## PROBLEM
Across the entries below, work out how many lines contain "counters". Respond with the number and no other text.

▬▬▬▬▬▬▬▬▬▬

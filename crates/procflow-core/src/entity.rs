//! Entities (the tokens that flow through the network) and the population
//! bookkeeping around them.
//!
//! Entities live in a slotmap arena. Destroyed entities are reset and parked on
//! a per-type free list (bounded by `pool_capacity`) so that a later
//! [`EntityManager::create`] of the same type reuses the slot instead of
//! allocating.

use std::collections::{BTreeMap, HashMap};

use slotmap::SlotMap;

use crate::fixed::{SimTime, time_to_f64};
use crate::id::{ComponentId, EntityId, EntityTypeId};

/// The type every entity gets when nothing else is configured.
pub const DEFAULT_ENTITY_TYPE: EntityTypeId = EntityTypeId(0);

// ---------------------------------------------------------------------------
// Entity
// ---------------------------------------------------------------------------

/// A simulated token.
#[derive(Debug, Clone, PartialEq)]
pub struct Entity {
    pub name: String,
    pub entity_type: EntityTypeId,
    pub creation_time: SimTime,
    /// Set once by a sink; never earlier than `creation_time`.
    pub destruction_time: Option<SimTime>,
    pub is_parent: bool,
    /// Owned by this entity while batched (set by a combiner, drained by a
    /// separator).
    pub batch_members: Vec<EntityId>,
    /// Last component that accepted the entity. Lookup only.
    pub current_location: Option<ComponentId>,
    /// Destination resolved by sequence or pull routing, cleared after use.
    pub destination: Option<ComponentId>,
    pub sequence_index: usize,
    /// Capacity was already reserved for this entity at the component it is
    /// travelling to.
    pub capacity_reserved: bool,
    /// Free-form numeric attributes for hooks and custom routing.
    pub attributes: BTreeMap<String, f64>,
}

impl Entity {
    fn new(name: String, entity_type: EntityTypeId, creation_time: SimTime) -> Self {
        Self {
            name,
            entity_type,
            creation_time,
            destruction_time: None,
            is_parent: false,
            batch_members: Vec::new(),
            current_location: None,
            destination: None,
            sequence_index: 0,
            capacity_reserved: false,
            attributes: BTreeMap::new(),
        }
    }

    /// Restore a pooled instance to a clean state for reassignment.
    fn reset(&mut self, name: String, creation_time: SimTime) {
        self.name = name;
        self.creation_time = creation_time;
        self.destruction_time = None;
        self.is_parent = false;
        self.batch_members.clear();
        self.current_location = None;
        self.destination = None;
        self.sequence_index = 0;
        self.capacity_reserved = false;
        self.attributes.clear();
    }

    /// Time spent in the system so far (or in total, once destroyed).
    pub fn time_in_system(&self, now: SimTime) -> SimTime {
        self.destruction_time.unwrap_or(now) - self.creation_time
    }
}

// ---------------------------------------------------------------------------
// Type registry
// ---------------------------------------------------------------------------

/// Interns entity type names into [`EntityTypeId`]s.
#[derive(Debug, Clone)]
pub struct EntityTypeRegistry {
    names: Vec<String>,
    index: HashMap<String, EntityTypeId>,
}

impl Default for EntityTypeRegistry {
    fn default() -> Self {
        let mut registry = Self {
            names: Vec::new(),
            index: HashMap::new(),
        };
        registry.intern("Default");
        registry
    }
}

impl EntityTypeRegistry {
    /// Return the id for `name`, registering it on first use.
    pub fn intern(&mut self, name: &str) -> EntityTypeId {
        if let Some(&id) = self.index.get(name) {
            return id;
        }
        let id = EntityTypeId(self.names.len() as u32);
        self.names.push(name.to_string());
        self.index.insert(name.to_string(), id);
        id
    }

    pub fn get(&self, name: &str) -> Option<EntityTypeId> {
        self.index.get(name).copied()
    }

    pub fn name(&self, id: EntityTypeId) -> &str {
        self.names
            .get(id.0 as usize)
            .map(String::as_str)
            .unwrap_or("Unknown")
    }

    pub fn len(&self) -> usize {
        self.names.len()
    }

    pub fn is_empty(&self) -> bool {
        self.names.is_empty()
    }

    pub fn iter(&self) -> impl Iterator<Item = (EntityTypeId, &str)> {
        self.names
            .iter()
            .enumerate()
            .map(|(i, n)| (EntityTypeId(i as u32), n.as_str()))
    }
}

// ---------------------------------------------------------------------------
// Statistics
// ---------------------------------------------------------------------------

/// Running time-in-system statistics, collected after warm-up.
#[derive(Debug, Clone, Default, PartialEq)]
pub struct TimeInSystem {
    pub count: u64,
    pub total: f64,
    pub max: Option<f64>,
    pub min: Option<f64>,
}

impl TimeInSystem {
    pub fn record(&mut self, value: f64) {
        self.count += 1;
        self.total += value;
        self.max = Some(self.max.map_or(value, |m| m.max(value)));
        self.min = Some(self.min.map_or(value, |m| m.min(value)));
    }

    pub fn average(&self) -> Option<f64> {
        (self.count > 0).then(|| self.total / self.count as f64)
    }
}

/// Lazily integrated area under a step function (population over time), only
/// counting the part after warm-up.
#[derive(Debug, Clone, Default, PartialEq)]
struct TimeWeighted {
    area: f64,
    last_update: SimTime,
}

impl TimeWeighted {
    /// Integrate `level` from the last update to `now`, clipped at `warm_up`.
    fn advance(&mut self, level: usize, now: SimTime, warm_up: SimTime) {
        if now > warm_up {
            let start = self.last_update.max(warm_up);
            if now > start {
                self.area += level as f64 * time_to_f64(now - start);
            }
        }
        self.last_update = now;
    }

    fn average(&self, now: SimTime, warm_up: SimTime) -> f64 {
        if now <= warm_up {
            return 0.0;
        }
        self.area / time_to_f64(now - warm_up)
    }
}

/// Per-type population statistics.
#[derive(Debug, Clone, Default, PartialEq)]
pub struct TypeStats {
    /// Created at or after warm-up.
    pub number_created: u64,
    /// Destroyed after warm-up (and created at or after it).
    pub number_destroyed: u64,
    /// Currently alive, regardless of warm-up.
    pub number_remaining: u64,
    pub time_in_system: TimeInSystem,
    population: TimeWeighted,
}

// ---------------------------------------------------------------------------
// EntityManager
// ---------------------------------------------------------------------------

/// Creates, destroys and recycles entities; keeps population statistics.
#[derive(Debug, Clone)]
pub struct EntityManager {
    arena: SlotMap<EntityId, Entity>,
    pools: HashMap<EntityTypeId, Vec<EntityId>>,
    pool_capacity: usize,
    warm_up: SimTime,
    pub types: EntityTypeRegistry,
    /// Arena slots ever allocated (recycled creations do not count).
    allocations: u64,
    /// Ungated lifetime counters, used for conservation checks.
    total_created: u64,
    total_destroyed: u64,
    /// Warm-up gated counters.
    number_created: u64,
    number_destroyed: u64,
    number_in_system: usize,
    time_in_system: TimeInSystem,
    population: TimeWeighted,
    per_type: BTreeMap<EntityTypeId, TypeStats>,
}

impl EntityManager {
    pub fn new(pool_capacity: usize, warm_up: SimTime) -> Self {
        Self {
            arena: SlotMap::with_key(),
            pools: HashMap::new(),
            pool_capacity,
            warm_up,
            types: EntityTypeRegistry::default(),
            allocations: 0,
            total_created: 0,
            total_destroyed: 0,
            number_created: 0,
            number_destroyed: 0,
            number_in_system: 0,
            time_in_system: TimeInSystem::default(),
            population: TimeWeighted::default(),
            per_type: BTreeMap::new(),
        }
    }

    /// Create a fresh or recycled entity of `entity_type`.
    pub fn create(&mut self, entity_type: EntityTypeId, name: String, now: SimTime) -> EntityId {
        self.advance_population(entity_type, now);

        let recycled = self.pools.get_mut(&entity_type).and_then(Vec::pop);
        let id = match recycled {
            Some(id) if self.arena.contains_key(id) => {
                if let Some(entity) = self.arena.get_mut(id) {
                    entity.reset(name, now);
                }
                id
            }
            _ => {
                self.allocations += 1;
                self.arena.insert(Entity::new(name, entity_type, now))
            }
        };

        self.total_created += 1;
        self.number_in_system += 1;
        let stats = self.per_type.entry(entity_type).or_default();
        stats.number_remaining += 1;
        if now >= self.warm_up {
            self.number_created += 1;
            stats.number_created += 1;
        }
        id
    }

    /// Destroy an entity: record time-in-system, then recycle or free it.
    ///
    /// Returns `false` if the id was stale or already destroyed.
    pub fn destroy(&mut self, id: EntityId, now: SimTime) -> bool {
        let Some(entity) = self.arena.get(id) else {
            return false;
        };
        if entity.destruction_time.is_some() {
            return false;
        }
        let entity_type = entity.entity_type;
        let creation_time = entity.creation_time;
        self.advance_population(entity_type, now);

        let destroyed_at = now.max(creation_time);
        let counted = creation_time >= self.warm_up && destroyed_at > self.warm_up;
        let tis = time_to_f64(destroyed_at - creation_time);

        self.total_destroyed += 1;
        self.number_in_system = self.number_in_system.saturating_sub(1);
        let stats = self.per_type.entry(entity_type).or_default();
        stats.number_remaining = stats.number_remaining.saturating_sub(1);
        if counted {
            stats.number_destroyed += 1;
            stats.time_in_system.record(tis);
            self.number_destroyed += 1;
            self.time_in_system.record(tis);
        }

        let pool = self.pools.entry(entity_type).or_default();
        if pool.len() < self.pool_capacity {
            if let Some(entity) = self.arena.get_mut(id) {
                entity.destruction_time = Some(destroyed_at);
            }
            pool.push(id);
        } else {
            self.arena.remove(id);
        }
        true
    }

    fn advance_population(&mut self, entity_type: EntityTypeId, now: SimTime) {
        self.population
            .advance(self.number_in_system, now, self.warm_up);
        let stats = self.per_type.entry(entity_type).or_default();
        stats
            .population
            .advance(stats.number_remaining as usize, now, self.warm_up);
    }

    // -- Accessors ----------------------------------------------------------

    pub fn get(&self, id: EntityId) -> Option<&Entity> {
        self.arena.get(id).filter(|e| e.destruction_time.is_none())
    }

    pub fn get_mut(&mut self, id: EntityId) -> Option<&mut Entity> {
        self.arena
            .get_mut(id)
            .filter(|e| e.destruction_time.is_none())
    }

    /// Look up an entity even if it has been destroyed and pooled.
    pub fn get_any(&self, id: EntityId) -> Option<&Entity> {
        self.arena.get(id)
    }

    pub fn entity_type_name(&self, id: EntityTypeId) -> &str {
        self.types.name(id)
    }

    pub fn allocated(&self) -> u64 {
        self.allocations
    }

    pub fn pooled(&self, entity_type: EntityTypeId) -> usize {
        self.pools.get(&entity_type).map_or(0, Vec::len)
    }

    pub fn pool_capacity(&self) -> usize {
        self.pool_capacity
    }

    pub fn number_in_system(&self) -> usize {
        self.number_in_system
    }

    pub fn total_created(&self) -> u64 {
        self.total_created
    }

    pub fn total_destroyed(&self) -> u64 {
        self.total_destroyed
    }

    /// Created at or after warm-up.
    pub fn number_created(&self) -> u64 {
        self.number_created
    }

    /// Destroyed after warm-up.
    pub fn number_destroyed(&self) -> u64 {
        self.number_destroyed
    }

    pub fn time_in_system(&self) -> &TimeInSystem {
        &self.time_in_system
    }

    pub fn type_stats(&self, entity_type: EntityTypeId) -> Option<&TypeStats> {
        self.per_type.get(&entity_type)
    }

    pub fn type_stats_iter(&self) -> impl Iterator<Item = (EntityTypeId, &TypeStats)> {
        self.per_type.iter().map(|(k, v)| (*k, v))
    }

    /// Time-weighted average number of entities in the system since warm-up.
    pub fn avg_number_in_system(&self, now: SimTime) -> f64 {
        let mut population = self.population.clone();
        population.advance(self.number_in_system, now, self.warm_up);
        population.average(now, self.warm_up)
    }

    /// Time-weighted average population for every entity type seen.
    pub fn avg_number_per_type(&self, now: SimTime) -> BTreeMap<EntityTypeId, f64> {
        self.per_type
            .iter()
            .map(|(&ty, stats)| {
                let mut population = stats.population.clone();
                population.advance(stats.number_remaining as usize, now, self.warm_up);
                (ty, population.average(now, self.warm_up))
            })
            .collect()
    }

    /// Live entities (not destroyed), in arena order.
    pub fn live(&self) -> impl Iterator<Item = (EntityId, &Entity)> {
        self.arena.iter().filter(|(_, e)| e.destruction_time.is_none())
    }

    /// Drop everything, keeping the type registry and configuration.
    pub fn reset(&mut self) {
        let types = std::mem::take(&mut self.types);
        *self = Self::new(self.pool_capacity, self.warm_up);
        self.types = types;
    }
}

▬▬▬▬▬▬▬▬▬▬

## WRITTEN REPLY
2